Work item: Tally the lines of these entries that include "decode"; respond with only that tally.

Input data:
○ ○ ○ ○ ○

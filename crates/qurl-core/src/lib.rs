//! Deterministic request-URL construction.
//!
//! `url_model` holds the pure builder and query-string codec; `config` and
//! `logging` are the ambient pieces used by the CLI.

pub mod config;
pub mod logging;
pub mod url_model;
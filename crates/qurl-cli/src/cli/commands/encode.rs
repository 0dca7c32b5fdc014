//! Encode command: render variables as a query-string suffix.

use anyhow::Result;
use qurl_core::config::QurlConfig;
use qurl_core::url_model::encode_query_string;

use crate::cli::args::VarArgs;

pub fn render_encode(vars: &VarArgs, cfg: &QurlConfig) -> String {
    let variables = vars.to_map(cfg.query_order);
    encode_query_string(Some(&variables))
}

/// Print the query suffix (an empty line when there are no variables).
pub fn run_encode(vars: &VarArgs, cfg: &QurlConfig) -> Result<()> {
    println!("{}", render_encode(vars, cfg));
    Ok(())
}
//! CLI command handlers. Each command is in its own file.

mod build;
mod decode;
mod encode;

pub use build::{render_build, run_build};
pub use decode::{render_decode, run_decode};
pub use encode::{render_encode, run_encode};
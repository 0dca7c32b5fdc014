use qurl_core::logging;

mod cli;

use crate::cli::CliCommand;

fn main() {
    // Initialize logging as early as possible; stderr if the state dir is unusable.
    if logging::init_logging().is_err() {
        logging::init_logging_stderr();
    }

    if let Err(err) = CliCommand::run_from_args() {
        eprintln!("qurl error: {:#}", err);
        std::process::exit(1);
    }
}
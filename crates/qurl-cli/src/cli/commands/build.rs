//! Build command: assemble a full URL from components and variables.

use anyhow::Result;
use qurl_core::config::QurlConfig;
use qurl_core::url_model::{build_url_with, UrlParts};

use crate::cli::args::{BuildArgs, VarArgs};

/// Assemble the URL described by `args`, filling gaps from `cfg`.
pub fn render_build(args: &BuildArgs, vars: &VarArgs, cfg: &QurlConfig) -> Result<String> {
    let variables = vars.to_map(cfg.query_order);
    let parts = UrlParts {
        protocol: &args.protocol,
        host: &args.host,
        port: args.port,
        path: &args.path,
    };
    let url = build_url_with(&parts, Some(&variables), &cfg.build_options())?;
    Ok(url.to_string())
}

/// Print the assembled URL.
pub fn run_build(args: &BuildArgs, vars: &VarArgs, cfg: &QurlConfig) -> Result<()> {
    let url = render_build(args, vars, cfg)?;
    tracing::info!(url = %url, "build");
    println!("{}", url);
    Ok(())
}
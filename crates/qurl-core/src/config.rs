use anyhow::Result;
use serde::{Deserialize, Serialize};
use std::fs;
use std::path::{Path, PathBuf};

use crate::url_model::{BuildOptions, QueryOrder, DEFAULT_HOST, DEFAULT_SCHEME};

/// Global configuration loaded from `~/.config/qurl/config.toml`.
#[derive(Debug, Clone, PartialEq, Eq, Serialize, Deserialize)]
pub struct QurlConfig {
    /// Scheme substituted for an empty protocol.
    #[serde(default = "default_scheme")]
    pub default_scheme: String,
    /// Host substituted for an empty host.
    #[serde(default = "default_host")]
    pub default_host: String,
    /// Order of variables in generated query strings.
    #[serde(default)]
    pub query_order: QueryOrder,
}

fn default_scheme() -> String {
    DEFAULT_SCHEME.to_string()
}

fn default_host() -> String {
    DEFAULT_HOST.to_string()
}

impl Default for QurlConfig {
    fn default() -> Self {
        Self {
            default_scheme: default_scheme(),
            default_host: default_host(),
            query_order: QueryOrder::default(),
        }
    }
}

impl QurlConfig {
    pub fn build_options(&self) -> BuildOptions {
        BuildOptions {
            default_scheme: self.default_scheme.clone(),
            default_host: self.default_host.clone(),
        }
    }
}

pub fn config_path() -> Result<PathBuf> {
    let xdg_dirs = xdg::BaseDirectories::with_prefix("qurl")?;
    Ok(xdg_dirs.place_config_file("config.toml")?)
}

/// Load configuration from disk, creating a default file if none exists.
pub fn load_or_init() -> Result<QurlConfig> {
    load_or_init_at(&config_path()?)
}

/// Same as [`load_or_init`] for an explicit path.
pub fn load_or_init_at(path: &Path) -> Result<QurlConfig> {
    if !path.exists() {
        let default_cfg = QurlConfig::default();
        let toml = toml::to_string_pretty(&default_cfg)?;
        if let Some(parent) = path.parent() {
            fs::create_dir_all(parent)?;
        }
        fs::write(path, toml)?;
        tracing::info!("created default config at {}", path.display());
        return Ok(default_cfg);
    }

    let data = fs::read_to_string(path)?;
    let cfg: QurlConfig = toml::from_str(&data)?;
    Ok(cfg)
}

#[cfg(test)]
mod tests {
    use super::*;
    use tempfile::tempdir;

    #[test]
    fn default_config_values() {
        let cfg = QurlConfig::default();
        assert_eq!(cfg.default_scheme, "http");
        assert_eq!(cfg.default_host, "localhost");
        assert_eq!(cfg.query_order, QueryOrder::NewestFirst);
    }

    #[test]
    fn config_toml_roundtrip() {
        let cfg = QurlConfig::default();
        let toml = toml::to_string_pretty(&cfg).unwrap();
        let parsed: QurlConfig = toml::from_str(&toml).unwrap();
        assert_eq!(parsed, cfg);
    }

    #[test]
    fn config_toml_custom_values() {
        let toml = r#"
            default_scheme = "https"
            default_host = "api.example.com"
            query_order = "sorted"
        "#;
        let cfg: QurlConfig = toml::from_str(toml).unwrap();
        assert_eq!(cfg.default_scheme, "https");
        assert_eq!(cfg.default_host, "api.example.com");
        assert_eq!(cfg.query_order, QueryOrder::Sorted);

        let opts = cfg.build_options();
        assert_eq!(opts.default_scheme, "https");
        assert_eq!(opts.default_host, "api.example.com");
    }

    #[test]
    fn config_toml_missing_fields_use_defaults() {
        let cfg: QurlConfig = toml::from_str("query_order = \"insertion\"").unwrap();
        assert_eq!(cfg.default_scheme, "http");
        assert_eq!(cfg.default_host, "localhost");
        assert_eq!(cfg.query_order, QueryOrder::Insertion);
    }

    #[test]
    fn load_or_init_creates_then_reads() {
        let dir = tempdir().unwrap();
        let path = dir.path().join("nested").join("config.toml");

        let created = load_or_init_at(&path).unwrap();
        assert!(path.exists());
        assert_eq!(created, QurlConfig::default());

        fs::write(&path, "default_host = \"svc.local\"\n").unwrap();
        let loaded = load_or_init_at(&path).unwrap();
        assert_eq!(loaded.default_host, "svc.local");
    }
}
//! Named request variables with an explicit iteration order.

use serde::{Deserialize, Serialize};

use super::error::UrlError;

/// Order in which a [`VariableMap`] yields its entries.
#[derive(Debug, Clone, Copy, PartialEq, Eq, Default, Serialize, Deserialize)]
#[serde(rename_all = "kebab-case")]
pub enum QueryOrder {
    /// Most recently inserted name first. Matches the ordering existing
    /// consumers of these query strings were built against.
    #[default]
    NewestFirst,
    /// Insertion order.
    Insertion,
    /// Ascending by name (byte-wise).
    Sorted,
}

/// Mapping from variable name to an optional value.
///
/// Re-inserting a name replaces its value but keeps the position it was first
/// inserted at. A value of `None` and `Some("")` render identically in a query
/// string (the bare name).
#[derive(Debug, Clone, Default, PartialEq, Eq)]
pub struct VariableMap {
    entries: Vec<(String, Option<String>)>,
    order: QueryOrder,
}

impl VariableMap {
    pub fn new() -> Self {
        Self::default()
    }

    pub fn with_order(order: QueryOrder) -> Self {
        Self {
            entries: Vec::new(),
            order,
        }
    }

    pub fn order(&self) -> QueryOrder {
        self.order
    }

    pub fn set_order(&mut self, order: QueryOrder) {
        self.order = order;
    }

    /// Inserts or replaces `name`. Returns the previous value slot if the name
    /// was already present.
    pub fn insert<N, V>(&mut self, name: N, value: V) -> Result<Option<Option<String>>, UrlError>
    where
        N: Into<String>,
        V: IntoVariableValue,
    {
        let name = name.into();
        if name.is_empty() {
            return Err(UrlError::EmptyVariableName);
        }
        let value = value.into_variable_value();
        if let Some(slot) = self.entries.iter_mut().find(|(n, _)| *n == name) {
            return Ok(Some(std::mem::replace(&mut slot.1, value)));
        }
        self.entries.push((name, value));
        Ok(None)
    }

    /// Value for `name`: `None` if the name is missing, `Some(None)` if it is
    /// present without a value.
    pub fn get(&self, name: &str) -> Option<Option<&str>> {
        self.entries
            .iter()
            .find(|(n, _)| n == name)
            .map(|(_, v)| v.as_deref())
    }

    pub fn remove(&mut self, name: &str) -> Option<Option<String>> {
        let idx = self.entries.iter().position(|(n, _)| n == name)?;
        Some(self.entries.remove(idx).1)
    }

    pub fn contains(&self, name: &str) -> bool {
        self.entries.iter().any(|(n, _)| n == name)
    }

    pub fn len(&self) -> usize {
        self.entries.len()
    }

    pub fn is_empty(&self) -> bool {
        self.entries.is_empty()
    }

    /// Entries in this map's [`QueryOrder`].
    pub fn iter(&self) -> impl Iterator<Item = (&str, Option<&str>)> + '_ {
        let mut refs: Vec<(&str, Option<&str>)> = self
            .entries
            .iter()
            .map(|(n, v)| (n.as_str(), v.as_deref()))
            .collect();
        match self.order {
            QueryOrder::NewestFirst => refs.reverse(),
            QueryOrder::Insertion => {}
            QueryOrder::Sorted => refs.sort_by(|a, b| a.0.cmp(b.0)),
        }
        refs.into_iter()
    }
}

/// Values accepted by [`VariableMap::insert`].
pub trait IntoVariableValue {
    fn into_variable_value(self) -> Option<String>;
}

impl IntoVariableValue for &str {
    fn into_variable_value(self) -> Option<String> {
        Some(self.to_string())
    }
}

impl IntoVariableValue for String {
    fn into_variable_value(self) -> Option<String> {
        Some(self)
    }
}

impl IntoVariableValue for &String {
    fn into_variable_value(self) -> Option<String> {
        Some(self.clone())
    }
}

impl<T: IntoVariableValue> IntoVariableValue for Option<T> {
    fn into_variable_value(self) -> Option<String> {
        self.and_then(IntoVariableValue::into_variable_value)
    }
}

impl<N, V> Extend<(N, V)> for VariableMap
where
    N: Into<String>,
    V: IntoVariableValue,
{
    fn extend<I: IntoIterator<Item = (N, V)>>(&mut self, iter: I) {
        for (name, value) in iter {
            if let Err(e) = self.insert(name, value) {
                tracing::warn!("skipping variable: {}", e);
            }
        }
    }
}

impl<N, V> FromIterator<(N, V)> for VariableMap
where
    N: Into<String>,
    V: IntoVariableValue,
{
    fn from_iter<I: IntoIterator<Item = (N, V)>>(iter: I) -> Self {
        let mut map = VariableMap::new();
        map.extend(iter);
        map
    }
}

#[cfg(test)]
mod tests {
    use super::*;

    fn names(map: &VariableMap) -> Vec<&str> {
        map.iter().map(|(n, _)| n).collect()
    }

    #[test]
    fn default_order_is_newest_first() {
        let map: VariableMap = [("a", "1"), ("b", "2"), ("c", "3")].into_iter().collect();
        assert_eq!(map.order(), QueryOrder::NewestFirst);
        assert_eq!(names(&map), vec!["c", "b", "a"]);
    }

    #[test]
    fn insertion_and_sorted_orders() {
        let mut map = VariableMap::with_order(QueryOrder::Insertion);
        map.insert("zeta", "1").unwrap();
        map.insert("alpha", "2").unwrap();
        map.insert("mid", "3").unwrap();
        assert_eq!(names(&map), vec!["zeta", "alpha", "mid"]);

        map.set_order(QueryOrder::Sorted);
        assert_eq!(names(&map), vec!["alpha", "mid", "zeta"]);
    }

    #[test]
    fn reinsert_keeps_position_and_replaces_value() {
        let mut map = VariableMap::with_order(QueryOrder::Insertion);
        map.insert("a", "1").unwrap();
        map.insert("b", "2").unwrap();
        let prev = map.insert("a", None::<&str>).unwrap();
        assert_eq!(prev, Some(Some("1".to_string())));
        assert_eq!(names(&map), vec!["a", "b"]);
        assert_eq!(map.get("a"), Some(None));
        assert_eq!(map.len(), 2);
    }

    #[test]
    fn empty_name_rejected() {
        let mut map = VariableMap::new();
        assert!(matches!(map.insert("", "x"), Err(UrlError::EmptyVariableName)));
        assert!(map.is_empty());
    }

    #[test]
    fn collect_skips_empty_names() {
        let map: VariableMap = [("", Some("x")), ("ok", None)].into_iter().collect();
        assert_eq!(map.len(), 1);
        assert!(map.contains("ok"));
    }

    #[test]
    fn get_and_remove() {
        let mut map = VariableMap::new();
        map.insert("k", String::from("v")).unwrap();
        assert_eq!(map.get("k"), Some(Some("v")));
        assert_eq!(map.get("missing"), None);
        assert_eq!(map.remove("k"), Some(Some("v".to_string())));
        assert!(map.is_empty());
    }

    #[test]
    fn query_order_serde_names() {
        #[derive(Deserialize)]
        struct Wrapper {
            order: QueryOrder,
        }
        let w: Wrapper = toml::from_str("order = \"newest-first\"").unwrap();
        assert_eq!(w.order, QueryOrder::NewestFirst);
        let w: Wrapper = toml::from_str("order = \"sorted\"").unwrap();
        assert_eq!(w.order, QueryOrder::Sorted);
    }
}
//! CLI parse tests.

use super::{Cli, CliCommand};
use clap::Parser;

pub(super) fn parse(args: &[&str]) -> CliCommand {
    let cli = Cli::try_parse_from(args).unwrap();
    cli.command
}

○ ○ ○ ○ ○

Task result: 2